EXTRACTED DATA:
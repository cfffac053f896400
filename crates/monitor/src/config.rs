//! Monitor configuration
//!
//! Layered with the `config` crate: built-in defaults, then an optional file
//! (`focus-monitor.{toml,json,yaml}` in the working directory, or an explicit
//! path), then `FOCUS__SECTION__KEY` environment variables.

use crate::MonitorError;
use alerting::AlertConfig;
use config::{Config, Environment, File};
use focus_tracker::TrackerConfig;
use serde::{Deserialize, Serialize};
use std::path::{Path, PathBuf};

/// Log output format
#[derive(Debug, Clone, Copy, PartialEq, Eq, Default, Serialize, Deserialize)]
#[serde(rename_all = "lowercase")]
pub enum LogFormat {
    #[default]
    Text,
    Json,
}

/// Logging configuration
#[derive(Debug, Clone, Serialize, Deserialize)]
#[serde(default)]
pub struct LogConfig {
    /// Maximum level ("trace" to "error")
    pub level: String,
    pub format: LogFormat,
}

impl Default for LogConfig {
    fn default() -> Self {
        Self {
            level: "info".to_string(),
            format: LogFormat::Text,
        }
    }
}

/// Audio output for alert cues
#[derive(Debug, Clone, Copy, PartialEq, Eq, Default, Serialize, Deserialize)]
#[serde(rename_all = "lowercase")]
pub enum AudioMode {
    /// Terminal bell on stderr
    #[default]
    Bell,
    /// No sound
    Silent,
}

/// Sampling loop configuration
#[derive(Debug, Clone, Serialize, Deserialize)]
#[serde(default)]
pub struct FeedConfig {
    /// Time between sampling ticks (ms), ~60 Hz by default
    pub sample_interval_ms: u64,
    /// Session script replayed by the scripted feed
    pub script_path: Option<PathBuf>,
    pub audio: AudioMode,
}

impl Default for FeedConfig {
    fn default() -> Self {
        Self {
            sample_interval_ms: 16,
            script_path: None,
            audio: AudioMode::Bell,
        }
    }
}

/// Complete monitor configuration
#[derive(Debug, Clone, Default, Serialize, Deserialize)]
#[serde(default)]
pub struct MonitorConfig {
    pub log: LogConfig,
    pub feed: FeedConfig,
    pub tracker: TrackerConfig,
    pub alerts: AlertConfig,
}

impl MonitorConfig {
    /// Load configuration. An explicit `path` must exist; without one, a
    /// `focus-monitor` file in the working directory is used if present.
    pub fn load(path: Option<&Path>) -> Result<Self, MonitorError> {
        let file = match path {
            Some(path) => File::from(path).required(true),
            None => File::with_name("focus-monitor").required(false),
        };

        let settings = Config::builder()
            .add_source(file)
            .add_source(
                Environment::with_prefix("FOCUS")
                    .separator("__")
                    .try_parsing(true),
            )
            .build()?;

        let config: MonitorConfig = settings.try_deserialize()?;
        config.tracker.validate()?;
        Ok(config)
    }
}
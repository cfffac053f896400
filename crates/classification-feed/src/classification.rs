//! Typed classifier output

use crate::validator::{ValidationError, Validator};
use serde::{Deserialize, Serialize};

/// One class label with the probability the classifier assigned it
#[derive(Debug, Clone, PartialEq, Serialize, Deserialize)]
pub struct ClassProbability {
    pub label: String,
    pub probability: f32,
}

/// Validated classifier output for a single sampling tick
///
/// Entries keep the classifier's order. The sequence is never empty and every
/// probability is finite and within [0, 1].
#[derive(Debug, Clone, PartialEq, Serialize)]
pub struct Classification {
    classes: Vec<ClassProbability>,
}

impl Classification {
    /// Validate raw classifier output and wrap it
    pub fn new<L: Into<String>>(pairs: Vec<(L, f32)>) -> Result<Self, ValidationError> {
        let pairs: Vec<(String, f32)> = pairs.into_iter().map(|(l, p)| (l.into(), p)).collect();
        Validator.validate(&pairs)?;

        Ok(Self {
            classes: pairs
                .into_iter()
                .map(|(label, probability)| ClassProbability { label, probability })
                .collect(),
        })
    }

    /// Probability of the first class whose label contains `name`, ignoring case.
    /// Returns 0.0 when no class matches.
    pub fn probability_for(&self, name: &str) -> f32 {
        let needle = name.to_lowercase();
        self.classes
            .iter()
            .find(|c| c.label.to_lowercase().contains(&needle))
            .map(|c| c.probability)
            .unwrap_or(0.0)
    }

    /// Index of the most probable class (first one wins on ties)
    pub fn top_index(&self) -> usize {
        let mut best = 0;
        for (i, class) in self.classes.iter().enumerate().skip(1) {
            if class.probability > self.classes[best].probability {
                best = i;
            }
        }
        best
    }

    /// Most probable class, as highlighted
    pub fn top(&self) -> &ClassProbability {
        &self.classes[self.top_index()]
    }

    /// Most probable class for scoring (last one wins on ties)
    pub fn top_scoring(&self) -> &ClassProbability {
        self.classes
            .iter()
            .reduce(|best, class| {
                if best.probability > class.probability {
                    best
                } else {
                    class
                }
            })
            .unwrap_or(&self.classes[0])
    }

    /// All classes in classifier order
    pub fn classes(&self) -> &[ClassProbability] {
        &self.classes
    }

    pub fn len(&self) -> usize {
        self.classes.len()
    }

    pub fn is_empty(&self) -> bool {
        self.classes.is_empty()
    }
}

#[cfg(test)]
mod tests {
    use super::*;
    use proptest::prelude::*;

    fn sample() -> Classification {
        Classification::new(vec![
            ("Focused", 0.10),
            ("Leaning", 0.05),
            ("Leaning on Hand", 0.75),
            ("Looking Down", 0.05),
            ("Raise Hand", 0.05),
        ])
        .unwrap()
    }

    #[test]
    fn test_probability_lookup_is_case_insensitive() {
        let c = sample();
        assert_eq!(c.probability_for("leaning on hand"), 0.75);
        assert_eq!(c.probability_for("LOOKING DOWN"), 0.05);
    }

    #[test]
    fn test_absent_label_is_zero() {
        assert_eq!(sample().probability_for("looking away"), 0.0);
    }

    #[test]
    fn test_lookup_takes_first_substring_match() {
        // "leaning" also matches "Leaning on Hand", but "Leaning" comes first
        assert_eq!(sample().probability_for("leaning"), 0.05);
    }

    #[test]
    fn test_top_class() {
        let c = sample();
        assert_eq!(c.top_index(), 2);
        assert_eq!(c.top().label, "Leaning on Hand");
    }

    #[test]
    fn test_top_class_tie_keeps_first() {
        let c = Classification::new(vec![("Default", 0.5), ("Focused", 0.5)]).unwrap();
        assert_eq!(c.top().label, "Default");
    }

    #[test]
    fn test_scoring_top_tie_keeps_last() {
        let c = Classification::new(vec![
            ("Looking Away", 0.5),
            ("Focused", 0.5),
            ("Leaning", 0.0),
        ])
        .unwrap();
        assert_eq!(c.top_scoring().label, "Focused");
        assert_eq!(c.top().label, "Looking Away");
        assert_eq!(sample().top_scoring().label, "Leaning on Hand");
    }

    #[test]
    fn test_rejects_invalid_output() {
        assert!(Classification::new(Vec::<(String, f32)>::new()).is_err());
        assert!(Classification::new(vec![("Focused", 1.5)]).is_err());
    }

    proptest! {
        #[test]
        fn lookup_returns_exact_probability(p in 0.0f32..=1.0, upper in any::<bool>()) {
            let label = if upper { "LOOKING AWAY" } else { "looking away" };
            let c = Classification::new(vec![("Focused", 0.0), (label, p)]).unwrap();
            prop_assert_eq!(c.probability_for("Looking Away"), p);
        }
    }
}
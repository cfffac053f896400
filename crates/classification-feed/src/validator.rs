//! Boundary validation for classifier output

use thiserror::Error;

/// Errors found while validating raw classifier output
#[derive(Debug, Clone, PartialEq, Error)]
pub enum ValidationError {
    /// Probability outside [0, 1] or not finite
    #[error("{label} probability {value} is out of range [0, 1]")]
    OutOfRange { label: String, value: f32 },

    /// Class label is blank
    #[error("Class label at index {0} is empty")]
    EmptyLabel(usize),

    /// Classifier returned nothing
    #[error("Classifier returned no classes")]
    NoClasses,
}

/// Validator for raw (label, probability) pairs
#[derive(Debug, Clone, Default)]
pub struct Validator;

impl Validator {
    /// Validate a single probability
    pub fn validate_probability(&self, label: &str, value: f32) -> Result<(), ValidationError> {
        if !value.is_finite() || !(0.0..=1.0).contains(&value) {
            Err(ValidationError::OutOfRange {
                label: label.to_string(),
                value,
            })
        } else {
            Ok(())
        }
    }

    /// Validate a label at a position in the classifier output
    pub fn validate_label(&self, index: usize, label: &str) -> Result<(), ValidationError> {
        if label.trim().is_empty() {
            Err(ValidationError::EmptyLabel(index))
        } else {
            Ok(())
        }
    }

    /// Validate a full classifier output, stopping at the first error
    pub fn validate(&self, pairs: &[(String, f32)]) -> Result<(), ValidationError> {
        if pairs.is_empty() {
            return Err(ValidationError::NoClasses);
        }
        for (index, (label, probability)) in pairs.iter().enumerate() {
            self.validate_label(index, label)?;
            self.validate_probability(label, *probability)?;
        }
        Ok(())
    }
}
//! Behavior tracking: turns per-frame class probabilities into debounced events

use crate::config::TrackerConfig;
use crate::state::SessionState;
use alerting::Alert;
use classification_feed::Classification;
use tracing::{debug, info};

pub const SIT_UP_MESSAGE: &str = "Please sit up straight to maintain focus.";
pub const HEAD_UP_MESSAGE: &str = "Keep your head up and stay focused!";
pub const HAND_LEAN_MESSAGE: &str = "Please don't lean on your hand. Sit up straight!";

/// True when no previous event is recorded or the window has passed
fn cooled_down(last_ms: Option<u64>, now_ms: u64, window_ms: u64) -> bool {
    last_ms.map_or(true, |last| now_ms.saturating_sub(last) > window_ms)
}

/// Detects sustained leaning, head-down, hand-lean, look-away and raised hand
#[derive(Debug, Clone)]
pub struct BehaviorTracker {
    config: TrackerConfig,
}

impl BehaviorTracker {
    pub fn new(config: TrackerConfig) -> Self {
        Self { config }
    }

    /// Process one sampling tick. Returns the alerts to dispatch, in order.
    pub fn track(
        &self,
        state: &mut SessionState,
        classification: &Classification,
        now_ms: u64,
    ) -> Vec<Alert> {
        let mut alerts = Vec::new();
        if !state.is_active() {
            return alerts;
        }

        let labels = &self.config.labels;
        let threshold = self.config.behavior_threshold;

        self.track_leaning(state, classification.probability_for(&labels.leaning), now_ms, &mut alerts);

        if classification.probability_for(&labels.looking_down) > threshold
            && cooled_down(state.recent_look_down_ms, now_ms, self.config.look_down_cooldown_ms)
        {
            debug!("Looking down detected");
            alerts.push(Alert::audible(HEAD_UP_MESSAGE));
            state.recent_look_down_ms = Some(now_ms);
        }

        if classification.probability_for(&labels.leaning_on_hand) > threshold
            && cooled_down(state.recent_lean_hand_ms, now_ms, self.config.lean_hand_cooldown_ms)
        {
            debug!("Leaning on hand detected");
            alerts.push(Alert::audible(HAND_LEAN_MESSAGE));
            state.recent_lean_hand_ms = Some(now_ms);
        }

        if classification.probability_for(&labels.looking_away) > threshold
            && cooled_down(state.recent_look_away_ms, now_ms, self.config.look_away_cooldown_ms)
        {
            state.looking_away_count += 1;
            state.recent_look_away_ms = Some(now_ms);
            debug!("Looking away counted ({})", state.looking_away_count);

            if state.looking_away_count % self.config.escalate_every_look_aways == 0 {
                state.alert_level = state.alert_level.escalate();
                info!("Alert level escalated to {}", state.alert_level.get());
                alerts.push(Alert::Adaptive {
                    level: state.alert_level,
                });
            }
        }

        self.track_raised_hand(state, classification.probability_for(&labels.raise_hand), now_ms);

        alerts
    }

    fn track_leaning(
        &self,
        state: &mut SessionState,
        probability: f32,
        now_ms: u64,
        alerts: &mut Vec<Alert>,
    ) {
        if probability <= self.config.behavior_threshold {
            state.leaning_start_ms = None;
            state.leaning_duration_secs = 0;
            return;
        }

        let Some(start) = state.leaning_start_ms else {
            state.leaning_start_ms = Some(now_ms);
            return;
        };

        state.leaning_duration_secs = now_ms.saturating_sub(start) / 1000;
        if state.leaning_duration_secs > self.config.leaning_alert_after_secs {
            let ready = match self.config.leaning_cooldown_ms {
                Some(window) => cooled_down(state.recent_leaning_alert_ms, now_ms, window),
                None => true,
            };
            if ready {
                debug!("Sustained leaning for {}s", state.leaning_duration_secs);
                alerts.push(Alert::audible(SIT_UP_MESSAGE));
                state.recent_leaning_alert_ms = Some(now_ms);
            }
        }
    }

    fn track_raised_hand(&self, state: &mut SessionState, probability: f32, now_ms: u64) {
        if probability <= self.config.gesture_threshold {
            state.raised_hand_start_ms = None;
            state.gesture_active = false;
            return;
        }

        match state.raised_hand_start_ms {
            None => state.raised_hand_start_ms = Some(now_ms),
            Some(start) if now_ms.saturating_sub(start) > self.config.gesture_hold_ms => {
                state.gesture_active = true;
            }
            Some(_) => {}
        }
    }
}
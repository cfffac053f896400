//! Sampling loop
//!
//! Runs a session on the current task: one classification per sampling tick,
//! host events (visibility, interaction) interleaved between ticks, timers
//! polled on every tick. Nothing runs concurrently with the monitor.

use crate::display::FocusDisplay;
use crate::monitor::{FocusMonitor, SessionSummary, INIT_FAILURE};
use crate::MonitorError;
use alerting::AudioSink;
use classification_feed::{ClassificationFeed, FeedError, ScriptedFrame};
use serde::{Deserialize, Serialize};
use std::path::Path;
use std::time::Duration;
use tokio::sync::mpsc;
use tokio::time::{Instant, MissedTickBehavior};
use tracing::{debug, info};

/// Demo session bundled with the binary
const DEMO_SCRIPT: &str = include_str!("../demo/session.json");

/// Event delivered by the hosting environment
#[derive(Debug, Clone, Copy, PartialEq, Eq, Serialize, Deserialize)]
#[serde(rename_all = "snake_case")]
pub enum HostEvent {
    /// Session view hidden (tab switched away)
    Hidden,
    /// Session view visible again
    Visible,
    /// User clicked, touched or pressed a key
    Interaction,
}

/// Session clock in milliseconds, driven by tokio time
#[derive(Debug, Clone, Copy)]
pub struct SessionClock {
    origin: Instant,
}

impl SessionClock {
    pub fn start() -> Self {
        Self {
            origin: Instant::now(),
        }
    }

    pub fn now_ms(&self) -> u64 {
        self.origin.elapsed().as_millis() as u64
    }
}

/// Host event scheduled at a session time
#[derive(Debug, Clone, Serialize, Deserialize)]
pub struct ScriptedEvent {
    pub at_ms: u64,
    pub event: HostEvent,
}

/// Scripted session: classifier frames plus host events
#[derive(Debug, Clone, Serialize, Deserialize)]
pub struct SessionScript {
    pub frames: Vec<ScriptedFrame>,
    #[serde(default)]
    pub events: Vec<ScriptedEvent>,
}

impl SessionScript {
    pub fn from_json(json: &str) -> Result<Self, MonitorError> {
        serde_json::from_str(json).map_err(|e| MonitorError::Script(e.to_string()))
    }

    pub fn from_path(path: &Path) -> Result<Self, MonitorError> {
        let json = std::fs::read_to_string(path)
            .map_err(|e| MonitorError::Script(format!("{}: {}", path.display(), e)))?;
        Self::from_json(&json)
    }

    /// Bundled demo session
    pub fn demo() -> Result<Self, MonitorError> {
        Self::from_json(DEMO_SCRIPT)
    }
}

/// Deliver scripted host events on a channel at their scheduled times
pub fn spawn_host_events(clock: SessionClock, mut events: Vec<ScriptedEvent>) -> mpsc::Receiver<HostEvent> {
    let (tx, rx) = mpsc::channel(16);
    events.sort_by_key(|e| e.at_ms);

    tokio::spawn(async move {
        for scripted in events {
            tokio::time::sleep_until(clock.origin + Duration::from_millis(scripted.at_ms)).await;
            debug!("Host event {:?} at {}ms", scripted.event, scripted.at_ms);
            if tx.send(scripted.event).await.is_err() {
                break;
            }
        }
    });

    rx
}

/// Run a monitoring session until the feed is exhausted
pub async fn run_session<F, D, A>(
    monitor: &mut FocusMonitor<D, A>,
    feed: &mut F,
    mut host_events: mpsc::Receiver<HostEvent>,
    clock: SessionClock,
    sample_interval: Duration,
) -> Result<SessionSummary, MonitorError>
where
    F: ClassificationFeed,
    D: FocusDisplay,
    A: AudioSink,
{
    monitor.initialize();

    if let Err(e) = feed.load().await {
        monitor.notify(INIT_FAILURE);
        return Err(MonitorError::Initialization(e.to_string()));
    }
    info!("Feed ready with {} classes", feed.class_count());

    monitor.start(clock.now_ms());

    let mut ticker = tokio::time::interval(sample_interval);
    ticker.set_missed_tick_behavior(MissedTickBehavior::Skip);
    let mut host_open = true;

    loop {
        tokio::select! {
            _ = ticker.tick() => {
                monitor.poll_timers(clock.now_ms());
                match feed.classify().await {
                    Ok(classification) => monitor.on_classification(&classification, clock.now_ms()),
                    Err(FeedError::Exhausted) => {
                        info!("Feed exhausted, ending session");
                        break;
                    }
                    Err(e) => debug!("No classification this tick: {}", e),
                }
            }
            event = host_events.recv(), if host_open => match event {
                Some(event) => {
                    // Timers due before the event fire first
                    let now_ms = clock.now_ms();
                    monitor.poll_timers(now_ms);
                    monitor.on_host_event(event, now_ms);
                }
                None => host_open = false,
            },
        }
    }

    monitor.poll_timers(clock.now_ms());
    let summary = monitor.summary();
    info!(
        "Session {} ended: score {}, looking away {}, {} alerts",
        summary.session_id, summary.focus_score, summary.looking_away_count, summary.alerts_fired
    );
    Ok(summary)
}
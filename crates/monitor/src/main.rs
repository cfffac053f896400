//! Focus Monitor - Main Entry Point

use alerting::{AudioSink, NullAudio, TerminalBell};
use anyhow::Context;
use classification_feed::ScriptedFeed;
use monitor::{
    init_logging, run_session, spawn_host_events, AudioMode, FocusMonitor, LogDisplay,
    MonitorConfig, SessionClock, SessionScript, SessionSummary,
};
use std::path::PathBuf;
use std::time::Duration;
use tracing::info;

async fn run<A: AudioSink>(
    config: &MonitorConfig,
    script: SessionScript,
    sink: A,
) -> anyhow::Result<SessionSummary> {
    let clock = SessionClock::start();
    let mut feed = ScriptedFeed::new(script.frames)?;
    let host_events = spawn_host_events(clock, script.events);
    let mut monitor = FocusMonitor::new(config, LogDisplay::new(), sink, clock.now_ms())?;

    let summary = run_session(
        &mut monitor,
        &mut feed,
        host_events,
        clock,
        Duration::from_millis(config.feed.sample_interval_ms.max(1)),
    )
    .await?;
    Ok(summary)
}

#[tokio::main(flavor = "current_thread")]
async fn main() -> anyhow::Result<()> {
    let config_path = std::env::var_os("FOCUS_CONFIG").map(PathBuf::from);
    let config = MonitorConfig::load(config_path.as_deref()).context("loading configuration")?;
    init_logging(&config.log)?;

    info!("=== Focus Monitor v{} ===", env!("CARGO_PKG_VERSION"));

    let script_path = std::env::var_os("FOCUS_SCRIPT")
        .map(PathBuf::from)
        .or_else(|| config.feed.script_path.clone());
    let script = match script_path {
        Some(path) => {
            info!("Replaying session script {}", path.display());
            SessionScript::from_path(&path)?
        }
        None => {
            info!("No session script given, replaying the bundled demo");
            SessionScript::demo()?
        }
    };

    let summary = match config.feed.audio {
        AudioMode::Bell => run(&config, script, TerminalBell).await?,
        AudioMode::Silent => run(&config, script, NullAudio).await?,
    };

    println!("{}", serde_json::to_string_pretty(&summary)?);
    Ok(())
}
//! Timer Queue Implementation

use std::cmp::Ordering;
use std::collections::{BinaryHeap, HashSet};
use tracing::debug;

/// Handle to a scheduled timer, used for cancellation
#[derive(Debug, Clone, Copy, PartialEq, Eq, Hash)]
pub struct TimerHandle(u64);

/// A scheduled event with timing info
#[derive(Debug)]
struct ScheduledTimer<E> {
    /// Time the event becomes due (ms)
    due_ms: u64,
    /// Scheduling order, breaks ties between equal deadlines
    seq: u64,
    handle: TimerHandle,
    /// Repeat interval for periodic timers
    interval_ms: Option<u64>,
    event: E,
}

impl<E> Eq for ScheduledTimer<E> {}

impl<E> PartialEq for ScheduledTimer<E> {
    fn eq(&self, other: &Self) -> bool {
        self.due_ms == other.due_ms && self.seq == other.seq
    }
}

impl<E> Ord for ScheduledTimer<E> {
    fn cmp(&self, other: &Self) -> Ordering {
        // Reverse ordering for min-heap behavior (earliest time first),
        // then first scheduled first
        other
            .due_ms
            .cmp(&self.due_ms)
            .then_with(|| other.seq.cmp(&self.seq))
    }
}

impl<E> PartialOrd for ScheduledTimer<E> {
    fn partial_cmp(&self, other: &Self) -> Option<Ordering> {
        Some(self.cmp(other))
    }
}

/// Queue of delayed events
pub struct TimerQueue<E> {
    heap: BinaryHeap<ScheduledTimer<E>>,
    /// Handles that are still valid
    live: HashSet<TimerHandle>,
    next_seq: u64,
}

impl<E: Clone> TimerQueue<E> {
    /// Create an empty queue
    pub fn new() -> Self {
        Self {
            heap: BinaryHeap::new(),
            live: HashSet::new(),
            next_seq: 0,
        }
    }

    fn push(&mut self, due_ms: u64, interval_ms: Option<u64>, event: E) -> TimerHandle {
        let seq = self.next_seq;
        self.next_seq += 1;
        let handle = TimerHandle(seq);

        self.heap.push(ScheduledTimer {
            due_ms,
            seq,
            handle,
            interval_ms,
            event,
        });
        self.live.insert(handle);
        handle
    }

    /// Schedule `event` to fire once, `delay_ms` after `now_ms`
    pub fn schedule_once(&mut self, now_ms: u64, delay_ms: u64, event: E) -> TimerHandle {
        let handle = self.push(now_ms.saturating_add(delay_ms), None, event);
        debug!("Timer {:?} scheduled in {}ms", handle, delay_ms);
        handle
    }

    /// Schedule `event` to fire every `interval_ms`, first at `now_ms + interval_ms`
    pub fn schedule_every(&mut self, now_ms: u64, interval_ms: u64, event: E) -> TimerHandle {
        let interval_ms = interval_ms.max(1);
        let handle = self.push(now_ms.saturating_add(interval_ms), Some(interval_ms), event);
        debug!("Timer {:?} scheduled every {}ms", handle, interval_ms);
        handle
    }

    /// Invalidate a timer. Returns false if it already fired or was cancelled.
    pub fn cancel(&mut self, handle: TimerHandle) -> bool {
        let removed = self.live.remove(&handle);
        if removed {
            debug!("Timer {:?} cancelled", handle);
        }
        removed
    }

    /// Whether a handle is still pending
    pub fn is_pending(&self, handle: TimerHandle) -> bool {
        self.live.contains(&handle)
    }

    /// Pop the next event due at or before `now_ms`
    pub fn pop_due(&mut self, now_ms: u64) -> Option<E> {
        loop {
            let next = self.heap.peek()?;
            if next.due_ms > now_ms {
                return None;
            }

            let mut timer = self.heap.pop()?;
            if !self.live.contains(&timer.handle) {
                // Cancelled; drop the stale entry
                continue;
            }

            match timer.interval_ms {
                Some(interval) => {
                    let event = timer.event.clone();
                    let mut next_due = timer.due_ms.saturating_add(interval);
                    if next_due <= now_ms {
                        // Fell behind; do not burst to catch up
                        next_due = now_ms.saturating_add(interval);
                    }
                    timer.due_ms = next_due;
                    timer.seq = self.next_seq;
                    self.next_seq += 1;
                    self.heap.push(timer);
                    return Some(event);
                }
                None => {
                    self.live.remove(&timer.handle);
                    return Some(timer.event);
                }
            }
        }
    }

    /// Earliest deadline among pending timers
    pub fn next_deadline(&self) -> Option<u64> {
        self.heap
            .iter()
            .filter(|t| self.live.contains(&t.handle))
            .map(|t| t.due_ms)
            .min()
    }

    /// Number of pending timers
    pub fn len(&self) -> usize {
        self.live.len()
    }

    pub fn is_empty(&self) -> bool {
        self.live.is_empty()
    }
}

impl<E: Clone> Default for TimerQueue<E> {
    fn default() -> Self {
        Self::new()
    }
}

WHAT TO DO: Look above and return each line of the records exactly, from the very first through the line with "or an explicit", both included.

WRITTEN SOLUTION:
repository cfffac053f896400
filename crates/monitor/src/config.rs
//! Monitor configuration
//!
//! Layered with the `config` crate: built-in defaults, then an optional file
//! (`focus-monitor.{toml,json,yaml}` in the working directory, or an explicit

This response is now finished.